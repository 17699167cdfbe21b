//! MQTT bridge configuration

use serde::{Deserialize, Serialize};

/// Connection settings for the MQTT broker
#[derive(Debug, Clone, PartialEq, Serialize, Deserialize)]
pub struct MqttConfig {
    /// Broker host name or address
    #[serde(default = "default_broker")]
    pub broker: String,

    #[serde(default = "default_port")]
    pub port: u16,

    /// Keep-alive interval negotiated with the broker
    #[serde(default = "default_keepalive_secs", alias = "keepalive")]
    pub keepalive_secs: u64,

    /// Base client id; the bridge appends `_planner`
    #[serde(default = "default_client_id")]
    pub client_id: String,

    #[serde(default, skip_serializing_if = "Option::is_none")]
    pub username: Option<String>,

    #[serde(default, skip_serializing_if = "Option::is_none")]
    pub password: Option<String>,

    /// Quality of service used for both subscribe and publish (0, 1 or 2)
    #[serde(default = "default_qos")]
    pub qos: u8,

    #[serde(default)]
    pub topics: TopicsConfig,
}

/// Topic routing for the bridge
#[derive(Debug, Clone, PartialEq, Eq, Serialize, Deserialize)]
pub struct TopicsConfig {
    /// Inbound item-list payloads
    #[serde(default = "default_items_topic")]
    pub items: String,

    /// Outbound path payloads
    #[serde(default = "default_global_path_topic")]
    pub global_path: String,
}

impl Default for MqttConfig {
    fn default() -> Self {
        Self {
            broker: default_broker(),
            port: default_port(),
            keepalive_secs: default_keepalive_secs(),
            client_id: default_client_id(),
            username: None,
            password: None,
            qos: default_qos(),
            topics: TopicsConfig::default(),
        }
    }
}

impl Default for TopicsConfig {
    fn default() -> Self {
        Self {
            items: default_items_topic(),
            global_path: default_global_path_topic(),
        }
    }
}

impl crate::validation::Validate for MqttConfig {
    fn validate(&self) -> crate::error::Result<()> {
        use crate::error::ConfigError;
        use crate::validation::{validate_non_empty, validate_positive, validate_range};

        validate_non_empty("mqtt.broker", &self.broker)?;
        validate_positive("mqtt.port", u64::from(self.port), 0)?;
        validate_positive("mqtt.keepalive_secs", self.keepalive_secs, 0)?;
        validate_non_empty("mqtt.client_id", &self.client_id)?;
        validate_range("mqtt.qos", f64::from(self.qos), 0.0, 2.0)?;

        if self.password.is_some() && self.username.is_none() {
            return Err(ConfigError::validation(
                "mqtt.password",
                "password is set but username is missing",
            ));
        }

        self.topics.validate()
    }
}

impl crate::validation::Validate for TopicsConfig {
    fn validate(&self) -> crate::error::Result<()> {
        use crate::error::ConfigError;
        use crate::validation::validate_non_empty;

        validate_non_empty("mqtt.topics.items", &self.items)?;
        validate_non_empty("mqtt.topics.global_path", &self.global_path)?;

        // Wildcards are only legal in subscriptions.
        if self.global_path.contains(['+', '#']) {
            return Err(ConfigError::validation(
                "mqtt.topics.global_path",
                format!(
                    "publish topic cannot contain wildcards, got: {}",
                    self.global_path
                ),
            ));
        }

        Ok(())
    }
}

fn default_broker() -> String {
    "localhost".to_string()
}

fn default_port() -> u16 {
    1883
}

fn default_keepalive_secs() -> u64 {
    60
}

fn default_client_id() -> String {
    "agv_dev".to_string()
}

fn default_qos() -> u8 {
    1
}

fn default_items_topic() -> String {
    "agv/ai/items".to_string()
}

fn default_global_path_topic() -> String {
    "agv/planner/global_path".to_string()
}

#[cfg(test)]
mod tests {
    use super::*;
    use crate::validation::Validate;

    #[test]
    fn test_default_is_valid() {
        assert!(MqttConfig::default().validate().is_ok());
    }

    #[test]
    fn test_qos_out_of_range() {
        let config = MqttConfig {
            qos: 3,
            ..Default::default()
        };
        assert!(config.validate().is_err());
    }

    #[test]
    fn test_zero_port_invalid() {
        let config = MqttConfig {
            port: 0,
            ..Default::default()
        };
        assert!(config.validate().is_err());
    }

    #[test]
    fn test_password_without_username_invalid() {
        let config = MqttConfig {
            password: Some("secret".to_string()),
            ..Default::default()
        };
        assert!(config.validate().is_err());
    }

    #[test]
    fn test_wildcard_publish_topic_invalid() {
        let config = MqttConfig {
            topics: TopicsConfig {
                global_path: "agv/planner/#".to_string(),
                ..Default::default()
            },
            ..Default::default()
        };
        assert!(config.validate().is_err());
    }

    #[test]
    fn test_wildcard_subscribe_topic_allowed() {
        let config = MqttConfig {
            topics: TopicsConfig {
                items: "agv/+/items".to_string(),
                ..Default::default()
            },
            ..Default::default()
        };
        assert!(config.validate().is_ok());
    }

    #[test]
    fn test_keepalive_alias() {
        let config: MqttConfig = serde_json::from_str(r#"{"keepalive": 30}"#).unwrap();
        assert_eq!(config.keepalive_secs, 30);
        assert_eq!(config.broker, "localhost");
    }
}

***

TRY IT:
All lines holding the word "impl" must be found in the listing and copied.

RESPONSE FOR THIS EXERCISE:
impl Default for MqttConfig {
impl Default for TopicsConfig {
impl crate::validation::Validate for MqttConfig {
impl crate::validation::Validate for TopicsConfig {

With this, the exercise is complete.